A key barrier to broad AI/ML adoption stems from the opacity for users of the reasons behind the insights generated. People, especially SMEs, are naturally skeptical of AI/ML results when first encountering them; model interpretability – explainability – is critical to helping drive change management and adoption.
Furthermore, interpretability helps evaluate and troubleshoot machine learning models. Exposing model interpretability helps users to understand why a model is predicting certain outcomes and how input features influence predictions.
In general, the more complex a machine learning model is, the harder it is for a human to interpret the results. For example, deep learning models include many hidden layers of a neural network. With current AI approaches, it is not possible to identify what the nodes in each layer really represent, and what their relative importance is. In contrast, simpler models like regressions or trees support clearer interpretability because it is possible to determine the relative importance of each decision element for every predicted output.
In many cases, you may face a small marginal improvement in performance when a more complex model is employed. In those cases, managers may want to explicitly consider whether the more complex model is “worth it” or whether a simpler model with better explainability works best within the overall business process. In several situations, the organization can get started with a simpler model while it builds trust in AI/ML techniques. More complex models can be deployed later to take advantage of the associated additional business benefits after there is a foundation for building trust.
In some cases, more complex models like deep neural networks may be needed to achieve the required performance. While it is still possible to interpret these models to some extent, there are significant limitations given current understanding and capabilities.
The following section presents design elements of interpretability and how these can be incorporated into a new machine learning effort.

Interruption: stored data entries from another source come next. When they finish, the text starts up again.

//! Configuration schema.
//!
//! ```toml
//! [logging]
//! level = "debug"
//! format = "pretty"
//!
//! [logging.filters]
//! ryanvk_core = "trace"
//!
//! [[protocols]]
//! name = "qq"
//! collectors = [
//!     { namespace = "qq" },
//!     { namespace = "qq-extras", identify = "markdown" },
//! ]
//! ```

use std::collections::BTreeMap;
use std::fmt;
use std::path::PathBuf;

use serde::{Deserialize, Serialize};

/// Root configuration.
#[derive(Debug, Clone, Default, PartialEq, Serialize, Deserialize)]
#[serde(default)]
pub struct RyanvkConfig {
    pub logging: LoggingConfig,
    /// Protocols to compose at startup.
    pub protocols: Vec<ProtocolConfig>,
}

/// A protocol and the exported collectors composed for it.
///
/// Collectors are listed lowest priority first; later entries override
/// earlier ones.
#[derive(Debug, Clone, PartialEq, Serialize, Deserialize)]
pub struct ProtocolConfig {
    pub name: String,
    #[serde(default)]
    pub collectors: Vec<SubsetRef>,
}

/// Selects exported collectors by namespace and, optionally, identify.
///
/// Without `identify` every collector of the namespace is taken, ordered by
/// identify name. That order is alphabetical, not the order collectors were
/// written in, and it decides which one overrides which: `"shout"` lands
/// above `"base"` only because it sorts later. List one entry per identify
/// whenever priority matters.
#[derive(Debug, Clone, PartialEq, Serialize, Deserialize)]
pub struct SubsetRef {
    pub namespace: String,
    #[serde(default, skip_serializing_if = "Option::is_none")]
    pub identify: Option<String>,
}

impl fmt::Display for SubsetRef {
    fn fmt(&self, f: &mut fmt::Formatter<'_>) -> fmt::Result {
        match &self.identify {
            Some(identify) => write!(f, "{}/{identify}", self.namespace),
            None => f.write_str(&self.namespace),
        }
    }
}

// =============================================================================
// Logging
// =============================================================================

#[derive(Debug, Clone, PartialEq, Serialize, Deserialize)]
#[serde(default)]
pub struct LoggingConfig {
    pub level: LogLevel,
    pub format: LogFormat,
    pub output: LogOutput,
    pub span_events: SpanEventConfig,
    pub thread_ids: bool,
    /// Include file and line of each event.
    pub file_location: bool,
    /// Required when `output = "file"`.
    pub file_path: Option<PathBuf>,
    pub rotation: LogRotation,
    /// Per-target levels, e.g. `ryanvk_core = "trace"`.
    pub filters: BTreeMap<String, LogLevel>,
}

impl Default for LoggingConfig {
    fn default() -> Self {
        Self {
            level: LogLevel::Info,
            format: LogFormat::Compact,
            output: LogOutput::Stdout,
            span_events: SpanEventConfig::default(),
            thread_ids: false,
            file_location: false,
            file_path: None,
            rotation: LogRotation::Never,
            filters: BTreeMap::new(),
        }
    }
}

#[derive(Debug, Clone, Copy, Default, PartialEq, Eq, Serialize, Deserialize)]
#[serde(rename_all = "lowercase")]
pub enum LogLevel {
    Trace,
    Debug,
    #[default]
    Info,
    Warn,
    Error,
}

impl LogLevel {
    pub fn as_str(&self) -> &'static str {
        match self {
            Self::Trace => "trace",
            Self::Debug => "debug",
            Self::Info => "info",
            Self::Warn => "warn",
            Self::Error => "error",
        }
    }

    pub fn to_tracing_level(self) -> tracing::Level {
        match self {
            Self::Trace => tracing::Level::TRACE,
            Self::Debug => tracing::Level::DEBUG,
            Self::Info => tracing::Level::INFO,
            Self::Warn => tracing::Level::WARN,
            Self::Error => tracing::Level::ERROR,
        }
    }
}

impl fmt::Display for LogLevel {
    fn fmt(&self, f: &mut fmt::Formatter<'_>) -> fmt::Result {
        f.write_str(self.as_str())
    }
}

#[derive(Debug, Clone, Copy, Default, PartialEq, Eq, Serialize, Deserialize)]
#[serde(rename_all = "lowercase")]
pub enum LogFormat {
    #[default]
    Compact,
    Full,
    Pretty,
    #[cfg(feature = "json-log")]
    Json,
}

#[derive(Debug, Clone, Copy, Default, PartialEq, Eq, Serialize, Deserialize)]
#[serde(rename_all = "lowercase")]
pub enum LogOutput {
    #[default]
    Stdout,
    Stderr,
    File,
}

/// How often the log file rolls over.
#[derive(Debug, Clone, Copy, Default, PartialEq, Eq, Serialize, Deserialize)]
#[serde(rename_all = "lowercase")]
pub enum LogRotation {
    #[default]
    Never,
    Hourly,
    Daily,
}

/// Which span lifecycle events to log.
#[derive(Debug, Clone, Default, PartialEq, Eq, Serialize, Deserialize)]
#[serde(default)]
pub struct SpanEventConfig {
    pub new: bool,
    pub enter: bool,
    pub exit: bool,
    pub close: bool,
}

Earlier chapters explain that machine learning models identify the feature weights, θ, that minimize a training loss function. Interpretability techniques introspect θ to give relative importance to the weights.
When performed on the aggregate trained model, we consider the outputs as “global” interpretability. This contrasts to “local” interpretability that is performed on a specific model prediction (e.g., a specific customer attrition score). In addition, there are interpretability techniques that are machine learning model-specific or model-agnostic. These techniques are rapidly evolving in scope and function, but they already open up the algorithm “black box” to give users guidance on what the model deems important, both globally and locally.
Some machine learning frameworks include interpretability packages that expose the feature contributions for each model. Feature contribution percentages tell you the relative importance of the inputs that are used by the model to generate predictions.
A more in-depth treatment of interpretability is beyond the scope of this guide, and we would direct readers to other references. However, some of the techniques we use to provide interpretability as a part of model prototyping and ongoing operations include:
When evaluating models, it is best practice to review the local interpretability for model outputs across true positives, false positives, and false negatives, where possible. A business user with context should be able to read the interpretability outputs and understand how they would use the information to make an informed decision based on the AI insights provided.
Figure 35: Example of a risk score from an AI/ML model charted over time. Details of the local feature contribution at a specific point in time appear in the table below.
In addition to exposing the feature contribution percentages, model interpretability can be improved by using human interpretable feature names. Data scientists may be tempted to use shorthand in their code to label features with names like “X1” and “X2,” but this shortcut limits the ability to understand the model results easily. Instead, encourage use of descriptive names like “Days Since Last Interest Rate Change” or “Value of Credit Transactions in Last 30 Days.”